Wnt/β-catenin signaling regulates both mouse embryonic stem cell (mESC) self-renewal and differentiation. Here we show that the activity of the Wnt/β-catenin signaling pathway safeguards normal DNA methylation of mESCs. Indeed, loss of Wnt activity correlated with loss of DNA methylation, especially at the imprinting control regions (ICRs) in prolonged in vitro mESC cultures. To address the role of Wnt signaling on ICR methylation we performed Reduced Representation Bisulfite Sequencing (RRBS) on both “Young” and “Old” mESCs, being at early and late passages, respectively. We found that several ICRs (both maternal and paternal) showed loss of methylation in “Old” cells that correlates with lower Wnt downstream target expression and lower β-catenin protein level, when compared to “Young” mESCs. In parallel, we analyzed the ICR methylation level also in two Wnt mutant clones after prolonged in vitro culture (O-S33Y #1 and #2).
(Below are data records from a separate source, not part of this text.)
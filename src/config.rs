//! Configuration types.

use std::path::PathBuf;
use std::time::Duration;

/// Default worker pool size.
pub const DEFAULT_WORKERS: usize = 4;

/// Default delay between polls of the store.
pub const DEFAULT_POLL_INTERVAL: Duration = Duration::from_millis(300);

/// Default maximum number of tasks fetched per poll.
pub const DEFAULT_BATCH_SIZE: usize = 32;

/// Scheduler configuration.
#[derive(Debug, Clone)]
pub struct SchedulerConfig {
    /// Path to the SQLite store file.
    pub db_path: PathBuf,
    /// Number of workers executing commands concurrently.
    pub workers: usize,
    /// Sleep between two fetch/claim passes.
    pub poll_interval: Duration,
    /// Maximum number of pending tasks fetched per pass.
    pub batch_size: usize,
}

impl Default for SchedulerConfig {
    fn default() -> Self {
        Self {
            db_path: PathBuf::from("./data/tasks.db"),
            workers: DEFAULT_WORKERS,
            poll_interval: DEFAULT_POLL_INTERVAL,
            batch_size: DEFAULT_BATCH_SIZE,
        }
    }
}

impl SchedulerConfig {
    /// Load configuration from `TASK_SCHEDULER_*` environment variables.
    ///
    /// Unparsable values fall back to the default with a warning.
    pub fn from_env() -> Self {
        Self::from_lookup(|key| std::env::var(key).ok())
    }

    /// Build a config from an arbitrary key lookup (environment, tests).
    pub fn from_lookup(lookup: impl Fn(&str) -> Option<String>) -> Self {
        let defaults = Self::default();

        let db_path = lookup("TASK_SCHEDULER_DB_PATH")
            .map(PathBuf::from)
            .unwrap_or(defaults.db_path);

        let workers = parse_or("TASK_SCHEDULER_WORKERS", &lookup, defaults.workers);
        let poll_ms = parse_or(
            "TASK_SCHEDULER_POLL_MS",
            &lookup,
            defaults.poll_interval.as_millis() as u64,
        );
        let batch_size = parse_or("TASK_SCHEDULER_BATCH_SIZE", &lookup, defaults.batch_size);

        Self {
            db_path,
            workers,
            poll_interval: Duration::from_millis(poll_ms),
            batch_size: batch_size.max(1),
        }
    }
}

fn parse_or<T>(key: &str, lookup: &impl Fn(&str) -> Option<String>, default: T) -> T
where
    T: std::str::FromStr,
    T::Err: std::fmt::Display,
{
    match lookup(key) {
        Some(raw) => match raw.trim().parse() {
            Ok(v) => v,
            Err(e) => {
                tracing::warn!(key, value = %raw, error = %e, "Ignoring invalid config value");
                default
            }
        },
        None => default,
    }
}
The mutant clones maintained high Wnt activity with passages, similar to “Young” mESCs and ICR methylation level at around 50%, further supporting the beneficial role of Wnt/β-catenin pathway on mESC epigenetic stability and homeostasis. Methylation levels of E14 mESCs displaying different levels of Wnt/β-catenin activity and β-catenin protein, analyzed by RRBS, in duplicate.